A division bench of the HC comprising Justices Ajay Kumar Mittal and AS Grewal has issued notices to the state government, Haryana Vidyut Prasaran Nigam Limited (HVPNL) and Haryana Electricity Regulatory Commission (HERC) for 16 March on a PIL filed by advocate HC Arora seeking exclusion of affluent farmers from the list of people getting subsidised power for agricultural pump sets.
In his PIL, the petitioner has stated that tariff charged for electricity to agricultural pump sets is at the rate of 10 paisa per unit for metered connections, and at the rate of Rs 15 per break horse power for unmetered connections, whereas, for domestic consumers, the tariff is charged as per slab system from Rs 2.70 to Rs 7.10 per unit, which is highly discriminatory against domestic consumers.
According to the petitioner, the names of nearly 19 political leaders including Bansi Lal, Om Prakash Chautala, Bhupinder Singh Hooda, Haryana Finance minister Captain Abhimanyu, his father Mittar Sen, Leader of Opposition in Haryana Assembly Abhay Singh Chautala, Haryana minister Nayab Saini’s father Telu Ram, sitting MLAs including Krishan Hooda of Congress, Balwant Singh Daulatpuria and Ranbir Gangwa of Indian National Lok Dal (INLD), former minister Paramavir Singh, ex-MLA Prahlad Singh and many others were in the list of beneficiaries getting subsidised electricity for tube wells being used for agriculture purposes.

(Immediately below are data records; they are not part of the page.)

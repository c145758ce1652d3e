//! Download and local persistence of the materials of a cycle.

use std::{
    collections::HashMap,
    path::PathBuf,
    sync::{Arc, Mutex, MutexGuard, PoisonError},
};

use futures::{stream, StreamExt};
use tracing::{debug, info};

use crate::{
    job::{status::StatusPublisher, CycleMaterials, JobError, JobIdentity, JobStatusEvent},
    model::{ModelState, Plan, Protocol, SyftModel},
    protocol::{DownloadRequest, Downloader, Material, WorkerIdentity},
    storage::{Storage, StorageError},
};

pub(crate) const PLANS_DIRECTORY: &str = "plans";
pub(crate) const PROTOCOLS_DIRECTORY: &str = "protocols";
pub(crate) const MODELS_DIRECTORY: &str = "models";
pub(crate) const DIFFS_DIRECTORY: &str = "diffs";

/// Progress of the download of the cycle materials. It only moves forward.
#[derive(Debug, Clone, Copy, PartialEq, Eq, PartialOrd, Ord)]
pub enum DownloadState {
    NotStarted,
    InProgress,
    Complete,
}

/// The materials of a cycle, once persisted.
#[derive(Debug, Clone, PartialEq)]
pub struct LocalMaterials {
    pub model: SyftModel,
    pub plans: HashMap<String, Plan>,
    pub protocols: HashMap<String, Protocol>,
}

pub(crate) struct JobRepository {
    state: Mutex<DownloadState>,
    materials: Mutex<Option<LocalMaterials>>,
    downloader: Arc<dyn Downloader>,
    storage: Arc<dyn Storage>,
    max_in_flight: usize,
}

/// Where a downloaded material goes.
enum Slot {
    Plan(String),
    Protocol(String),
    Model,
}

impl JobRepository {
    pub fn new(downloader: Arc<dyn Downloader>, storage: Arc<dyn Storage>, max_in_flight: usize) -> Self {
        Self {
            state: Mutex::new(DownloadState::NotStarted),
            materials: Mutex::new(None),
            downloader,
            storage,
            max_in_flight: max_in_flight.max(1),
        }
    }

    fn lock_state(&self) -> MutexGuard<'_, DownloadState> {
        self.state.lock().unwrap_or_else(PoisonError::into_inner)
    }

    pub fn status(&self) -> DownloadState {
        *self.lock_state()
    }

    /// Move to `InProgress`. Returns `false` if the download already started.
    fn begin(&self) -> bool {
        let mut state = self.lock_state();
        if *state != DownloadState::NotStarted {
            return false;
        }
        *state = DownloadState::InProgress;
        true
    }

    pub fn materials(&self) -> Option<LocalMaterials> {
        self.materials
            .lock()
            .unwrap_or_else(PoisonError::into_inner)
            .clone()
    }

    /// Download every material of the cycle, persist them, and publish
    /// [`JobStatusEvent::Ready`]. Does nothing if a download already started.
    ///
    /// On failure, the state stays `InProgress`: a job only downloads once.
    pub async fn download_cycle_materials(
        &self,
        job: &JobIdentity,
        worker_id: &WorkerIdentity,
        cycle: &CycleMaterials,
        status: &StatusPublisher,
    ) -> Result<(), JobError> {
        if !self.begin() {
            debug!(job = %job, "download already started");
            return Ok(());
        }

        let mut requests = Vec::new();
        for (name, id) in &cycle.plans {
            requests.push((Slot::Plan(name.clone()), Material::Plan(id.clone())));
        }
        for (name, id) in &cycle.protocols {
            requests.push((Slot::Protocol(name.clone()), Material::Protocol(id.clone())));
        }
        requests.push((Slot::Model, Material::Model(cycle.model_id.clone())));
        let total = requests.len();
        info!(job = %job, "downloading {} materials", total);

        let downloads = requests.into_iter().map(|(slot, material)| {
            let downloader = Arc::clone(&self.downloader);
            let request = DownloadRequest {
                worker_id: worker_id.clone(),
                request_key: cycle.request_key.clone(),
                material: material.clone(),
            };
            async move { (slot, material, downloader.download(request).await) }
        });
        let mut downloads = stream::iter(downloads).buffer_unordered(self.max_in_flight);

        let mut plans = HashMap::new();
        let mut protocols = HashMap::new();
        let mut model = None;
        let mut downloaded = 0;
        while let Some((slot, material, result)) = downloads.next().await {
            let bytes = result.map_err(|e| JobError::DownloadFailure(format!("{}: {}", material.id(), e)))?;
            match slot {
                Slot::Plan(name) => {
                    let path = self.persist(PLANS_DIRECTORY, material.id(), bytes).await?;
                    let id = material.id().to_string();
                    plans.insert(name.clone(), Plan { name, id, path });
                }
                Slot::Protocol(name) => {
                    let path = self.persist(PROTOCOLS_DIRECTORY, material.id(), bytes).await?;
                    let id = material.id().to_string();
                    protocols.insert(name.clone(), Protocol { name, id, path });
                }
                Slot::Model => {
                    let path = self.persist(MODELS_DIRECTORY, material.id(), bytes.clone()).await?;
                    model = Some(SyftModel {
                        name: job.model_name.clone(),
                        version: job.version.clone(),
                        model_id: material.id().to_string(),
                        path,
                        state: ModelState::from(bytes),
                    });
                }
            }
            downloaded += 1;
            status.publish(JobStatusEvent::Progress { downloaded, total });
        }
        let model = model.ok_or_else(|| JobError::DownloadFailure("no model downloaded".into()))?;

        *self.materials.lock().unwrap_or_else(PoisonError::into_inner) = Some(LocalMaterials {
            model: model.clone(),
            plans: plans.clone(),
            protocols,
        });
        *self.lock_state() = DownloadState::Complete;
        info!(job = %job, "cycle materials ready");
        status.publish(JobStatusEvent::Ready {
            model,
            plans,
            client_config: cycle.client_config.clone(),
        });
        Ok(())
    }

    /// Keep the diff computed in the cycle of `request_key` until it is reported.
    pub fn stage_diff(&self, request_key: &str, diff: &[u8]) -> Result<PathBuf, StorageError> {
        self.storage.persist(DIFFS_DIRECTORY, &format!("{}.diff", request_key), diff)
    }

    async fn persist(&self, directory: &'static str, id: &str, data: Vec<u8>) -> Result<PathBuf, JobError> {
        self.persist_to_local_storage(directory, format!("{}.pb", id), data)
            .await
    }

    /// Write `data` under the storage root without blocking the runtime.
    pub async fn persist_to_local_storage(
        &self,
        directory: &'static str,
        name: String,
        data: Vec<u8>,
    ) -> Result<PathBuf, JobError> {
        let storage = Arc::clone(&self.storage);
        tokio::task::spawn_blocking(move || storage.persist(directory, &name, &data))
            .await
            .map_err(|e| JobError::DownloadFailure(format!("storage task failed: {}", e)))?
            .map_err(JobError::from)
    }
}

#[cfg(test)]
mod tests {
    use std::sync::atomic::{AtomicUsize, Ordering};

    use tokio::{runtime::Handle, sync::mpsc};

    use super::*;
    use crate::{
        protocol::{ClientConfig, MockDownloader, ProtocolError},
        storage::LocalStorage,
    };

    fn cycle() -> CycleMaterials {
        let mut plans = HashMap::new();
        plans.insert("training_plan".to_string(), "1".to_string());
        plans.insert("avg_plan".to_string(), "2".to_string());
        CycleMaterials {
            plans,
            protocols: HashMap::new(),
            model_id: "7".into(),
            request_key: "key".into(),
            client_config: ClientConfig::default(),
        }
    }

    fn job() -> JobIdentity {
        JobIdentity::new("mnist", Some("1.0".into()))
    }

    #[tokio::test]
    async fn test_download_persists_and_publishes_ready() {
        let dir = tempfile::tempdir().unwrap();
        let calls = Arc::new(AtomicUsize::new(0));
        let mut downloader = MockDownloader::new();
        let counter = Arc::clone(&calls);
        downloader.expect_download().returning(move |request| {
            counter.fetch_add(1, Ordering::SeqCst);
            Ok(format!("content-{}", request.material.id()).into_bytes())
        });
        let repository = JobRepository::new(Arc::new(downloader), Arc::new(LocalStorage::new(dir.path())), 2);
        let status = StatusPublisher::new(Handle::current());
        let (tx, mut rx) = mpsc::unbounded_channel();
        status.subscribe(tx);

        repository
            .download_cycle_materials(&job(), &"w1".into(), &cycle(), &status)
            .await
            .unwrap();
        assert_eq!(repository.status(), DownloadState::Complete);
        assert_eq!(calls.load(Ordering::SeqCst), 3);

        let mut progress = 0;
        let (model, plans) = loop {
            match rx.recv().await.unwrap() {
                JobStatusEvent::Progress { total, .. } => {
                    assert_eq!(total, 3);
                    progress += 1;
                }
                JobStatusEvent::Ready { model, plans, .. } => break (model, plans),
                other => panic!("unexpected event {:?}", other),
            }
        };
        assert_eq!(progress, 3);
        assert_eq!(model.model_id, "7");
        assert_eq!(model.path, dir.path().join("models").join("7.pb"));
        assert_eq!(model.state, ModelState::from(b"content-7".to_vec()));
        assert_eq!(plans["training_plan"].path, dir.path().join("plans").join("1.pb"));
        assert_eq!(std::fs::read(&plans["avg_plan"].path).unwrap(), b"content-2");

        // a second download is a no-op
        repository
            .download_cycle_materials(&job(), &"w1".into(), &cycle(), &status)
            .await
            .unwrap();
        assert_eq!(calls.load(Ordering::SeqCst), 3);
    }

    #[tokio::test]
    async fn test_failed_download_stays_in_progress() {
        let dir = tempfile::tempdir().unwrap();
        let mut downloader = MockDownloader::new();
        downloader.expect_download().returning(|request| match request.material {
            Material::Model(_) => Err(ProtocolError::Server("not found".into())),
            _ => Ok(b"plan".to_vec()),
        });
        let repository = JobRepository::new(Arc::new(downloader), Arc::new(LocalStorage::new(dir.path())), 1);
        let status = StatusPublisher::new(Handle::current());

        let result = repository
            .download_cycle_materials(&job(), &"w1".into(), &cycle(), &status)
            .await;
        assert!(matches!(result, Err(JobError::DownloadFailure(_))));
        assert_eq!(repository.status(), DownloadState::InProgress);
        assert!(repository.materials().is_none());

        // no retry within the same job
        repository
            .download_cycle_materials(&job(), &"w1".into(), &cycle(), &status)
            .await
            .unwrap();
        assert_eq!(repository.status(), DownloadState::InProgress);
    }
}
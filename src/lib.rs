#![cfg_attr(docsrs, feature(doc_cfg))]
//! This crate provides the engine of a worker taking part in federated learning cycles
//! run by a coordinator.
//!
//! In any given cycle, a worker applies on behalf of a job, that is a model it wants to
//! help train. The coordinator either accepts the job in the cycle, or rejects it and
//! tells the worker when to apply again. Accepted jobs download the plans and the model
//! of the cycle, train locally, and report the difference between the trained model and
//! the downloaded one.
//!
//! # Running a job
//!
//! A [`Worker`] is built from its components:
//!
//! - a [`ProtocolClient`] speaking the cycle protocol with the coordinator, over a
//!   persistent socket ([`protocol::socket::SocketClient`]) or over HTTP
//!   ([`protocol::http::HttpClient`])
//! - a [`Downloader`] fetching the cycle materials
//! - a [`ModelComputation`] computing diffs
//! - a [`ConstraintMonitor`] telling whether the device may take part in a cycle
//!
//! With the `reqwest-client` and `websocket` features, the clients can be created from
//! the settings with [`WorkerBuilder::with_default_clients`].
//!
//! The worker then creates jobs. A job notifies its subscriber of its progress through
//! [`JobStatusEvent`]s:
//!
//! ```rust,ignore
//! let worker = WorkerBuilder::new(settings.worker, monitor)
//!     .with_default_clients(&settings.api)?
//!     .computation(Arc::new(computation))
//!     .build()?;
//! let job = worker.new_job("mnist", Some("1.0".into()))?;
//! let mut events = job.events();
//! job.start(());
//! while let Some(event) = events.recv().await {
//!     match event {
//!         JobStatusEvent::Ready { model, .. } => {
//!             let trained = train(&model);
//!             let diff = job.create_diff(&trained)?;
//!             job.report(diff);
//!         }
//!         JobStatusEvent::Rejected { retry_after } => {
//!             job.dispose();
//!             // apply again with a new job after `retry_after`
//!         }
//!         _ => {}
//!     }
//! }
//! ```
//!
//! [`ProtocolClient`]: crate::protocol::ProtocolClient
//! [`Downloader`]: crate::protocol::Downloader
//! [`ModelComputation`]: crate::model::ModelComputation
//! [`ConstraintMonitor`]: crate::constraints::ConstraintMonitor

pub mod constraints;
pub mod job;
pub mod model;
pub mod protocol;
pub mod settings;
pub mod storage;
#[cfg(test)]
pub(crate) mod testutils;
pub mod worker;

pub use self::{
    constraints::{ConstraintMonitor, DeviceStateUpdater},
    job::{Job, JobError, JobIdentity, JobStatusEvent, JobStatusSubscriber},
    model::{Diff, ModelComputation, ModelState},
    settings::{Settings, SettingsError},
    worker::{Worker, WorkerBuilder, WorkerError},
};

The petitioner has stated that directions were issued by the HERC, Panchkula, in its report dated 11 July 2017 to its discoms to request agricultural power consumers, whose income, other than agricultural income, is in excess of Rs 20 lakh, to voluntarily give up the electricity subsidy consumed at their tube-wells so as to reduce the burden of subsidy payable by the state government which has reached unsustainable levels, because of the annual increase in tube-well connections.